Concept art for the Climate Chronograph designed by Azimuth Land Craft (courtesy Azimuth Land Craft)
With each foot of sea level rise, four lines of cherry trees at the Climate Chronograph die. Eventually, the whole grove may be a ghost forest, its pink blooms withered for the last time as climate change shifts the shores in the surrounding Potomac River and Washington Channel. Designed by landscape architects Erik Jensen and Rebecca Sunter of Azimuth Land Craft, the grove is a memorial as much for the future as the past, and is intended to give each visitor a personal experience with climate change.
The Climate Chronograph was announced this month as the winner of the Memorials for the Future competition, an open call for ideas organized by the National Park Service (NPS), National Capital Planning Commission (NCPC), and Van Alen Institute. As David van der Leer, executive director of the Van Alen Institute, stated in a release, the Climate Chronograph and the other finalists “allow us to think outside the often-fixed nature of memorial design, looking beyond solemn marble statues of uniformed men on horseback, and envisioning emotionally resonant memorials open to varied interpretations.” All of the concepts were created with Washington, DC in mind, the country’s great gathering point for such marble behemoths. Unlike the Lincoln Memorial’s temple or the Washington Monument’s towering obelisk, all of the Memorials for the Future were designed to transform.

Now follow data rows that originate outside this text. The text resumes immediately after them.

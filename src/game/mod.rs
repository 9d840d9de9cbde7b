//! Game session: state, turn controller and the presenter contract
//!
//! Nothing here draws anything. Presentation happens through [`Presenter`].

mod config;
mod controller;
mod events;
mod input;
mod keyboard;
mod state;

pub use config::{ConfigError, GameConfig};
pub use controller::TurnController;
pub use events::{EventLog, GameEvent, Presenter, Rejection};
pub use input::{Input, TurnError};
pub use keyboard::{KeyColorPolicy, KeyboardState, QWERTY_ROWS};
pub use state::{GameState, GuessRecord, MAX_ROWS, Outcome, Phase, Status};
//! Output contract between the turn controller and whatever draws the game

use super::state::Outcome;
use crate::core::{Evaluation, Verdict, WORD_LENGTH, Word};

/// Why a submitted row was refused
#[derive(Debug, Clone, Copy, PartialEq, Eq)]
pub enum Rejection {
    Incomplete,
    Invalid,
}

/// Display callbacks invoked by the turn controller
///
/// Rows and columns are 1-based. Every method defaults to doing nothing so
/// presenters only implement what they draw.
#[allow(unused_variables)]
pub trait Presenter {
    fn on_letter_placed(&mut self, row: usize, column: usize, letter: char) {}

    fn on_letter_removed(&mut self, row: usize, column: usize) {}

    fn on_guess_rejected(&mut self, row: usize, reason: Rejection) {}

    fn on_guess_evaluated(&mut self, row: usize, guess: &Word, evaluation: &Evaluation) {}

    /// Accumulated key color for a letter of the last guess
    fn on_key_verdict(&mut self, letter: char, verdict: Verdict) {}

    fn on_game_ended(&mut self, outcome: Outcome, secret: &Word) {}

    /// Transient message for the player
    fn on_notice(&mut self, message: &str) {}

    fn on_modal_closed(&mut self) {}
}

/// A recorded presenter callback
#[derive(Debug, Clone, PartialEq, Eq)]
pub enum GameEvent {
    LetterPlaced {
        row: usize,
        column: usize,
        letter: char,
    },
    LetterRemoved {
        row: usize,
        column: usize,
    },
    GuessRejected {
        row: usize,
        reason: Rejection,
    },
    GuessEvaluated {
        row: usize,
        guess: String,
        verdicts: [Verdict; WORD_LENGTH],
    },
    KeyVerdict {
        letter: char,
        verdict: Verdict,
    },
    GameEnded {
        outcome: Outcome,
        secret: String,
    },
    Notice(String),
    ModalClosed,
}

/// Presenter that records every callback in order
#[derive(Debug, Default)]
pub struct EventLog {
    events: Vec<GameEvent>,
}

impl EventLog {
    #[must_use]
    pub fn new() -> Self {
        Self::default()
    }

    #[must_use]
    pub fn events(&self) -> &[GameEvent] {
        &self.events
    }

    /// Drain recorded events
    pub fn take(&mut self) -> Vec<GameEvent> {
        std::mem::take(&mut self.events)
    }

    #[must_use]
    pub fn notices(&self) -> Vec<&str> {
        self.events
            .iter()
            .filter_map(|event| match event {
                GameEvent::Notice(message) => Some(message.as_str()),
                _ => None,
            })
            .collect()
    }
}

impl Presenter for EventLog {
    fn on_letter_placed(&mut self, row: usize, column: usize, letter: char) {
        self.events.push(GameEvent::LetterPlaced {
            row,
            column,
            letter,
        });
    }

    fn on_letter_removed(&mut self, row: usize, column: usize) {
        self.events.push(GameEvent::LetterRemoved { row, column });
    }

    fn on_guess_rejected(&mut self, row: usize, reason: Rejection) {
        self.events.push(GameEvent::GuessRejected { row, reason });
    }

    fn on_guess_evaluated(&mut self, row: usize, guess: &Word, evaluation: &Evaluation) {
        self.events.push(GameEvent::GuessEvaluated {
            row,
            guess: guess.text().to_string(),
            verdicts: *evaluation.verdicts(),
        });
    }

    fn on_key_verdict(&mut self, letter: char, verdict: Verdict) {
        self.events.push(GameEvent::KeyVerdict { letter, verdict });
    }

    fn on_game_ended(&mut self, outcome: Outcome, secret: &Word) {
        self.events.push(GameEvent::GameEnded {
            outcome,
            secret: secret.text().to_string(),
        });
    }

    fn on_notice(&mut self, message: &str) {
        self.events.push(GameEvent::Notice(message.to_string()));
    }

    fn on_modal_closed(&mut self) {
        self.events.push(GameEvent::ModalClosed);
    }
}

Concept art for the Climate Chronograph, designed by Azimuth Land Craft (courtesy Azimuth Land Craft)
The four finalists each received $15,000 to flesh out their research and designs. The Climate Chronograph, imagined for the artificial island of Hains Point, is joined by fellow finalists “American Wild: A Memorial” by DHLS, where imagery of the 59 National Parks is projected over 50 days on the Brutalist ceiling of the DC metro; “The IM(MIGRANT)” by Honoring the Journey that incorporates stories of immigration into the city’s bus system; and “VOICEOVER” by Talk Talk, the most whimsical of these entries with mechanical parrots perched on existing monuments, squawking collected tales. All of these designs are currently on view in an exhibition at the Kennedy Center’s Hall of Nations.
While there are no plans as of now to construct any of these memorials, their ideas highlight the limitations of our past memorials, where granite stones and statues were intended as static reminders of history, and an enduring need for local interactions to connect us to larger stories. The competition’s “Not Set in Stone: Memorials for the Future” report is especially interesting, with key findings such as an increasing interest in mobile and temporary memorials over the permanent, and sites that invite each generation “to express new ideas that challenge any memorial’s original intent.”

Concept art for the Climate Chronograph designed by Azimuth Land Craft (courtesy Azimuth Land Craft)
Climate change is one of those issues that is so staggering, it’s hard to consider how rising tides might alter our planet even in our lifetimes. Yet memorials should be built with a consideration for changes in topography. The recent article on potential New York City floods due to climate change in New York Magazine described how the waterfall pools of the 9/11 memorial could be submerged at a rise of three degrees. That scenario might be extreme, but what is the point of investing so much into memorials for tragedies of recent memory if we won’t consider how they might appear in the future?
The Climate Chronograph is described by its designers as a “public record of rising seas,” where as waters cross “a tilted plane of land extending to the waterline, tides encroach on the land and trees die in place, row by row, becoming bare-branched rampikes delineating shorelines past.” The grove’s use of an earthwork to convey a colossal idea is similar to other recent memorials like the late Alberto Burri’s “Grande Cretto” with fractured white concrete consuming the ruins of Sicily’s Gibellina, wrecked in a 1968 earthquake, and the design by Jonas Dahlberg for a gaping void sliced in a peninsula to remember the 2011 massacre in Norway. All use the land itself to interpret catastrophic wounds, whether those that have already happened, or those, like climate change, yet to come.

Concept art for American Wild: A Memorial, designed by DHLS (courtesy Shelby Doyle, Justine Holzman, Forbes Lipschitz, Halina Steiner)

Concept art for The IM(MIGRANT), designed by Honoring the Journey (courtesy Sahar Coston-Hardy, Janelle L. Johnson, Michelle Lin-Luse, Radhika Mohan)

Concept art for VOICEOVER, designed by Talk Talk (courtesy Troy Hillman, Amy Catania Kulper, Anca Trandafirescu, Yurong Wu)
Not Set in Stone: Memorials for the Future continues through October 20 in the Hall of Nations at the John F. Kennedy Center for the Performing Arts ( 2700 F Street NW, Washington, DC).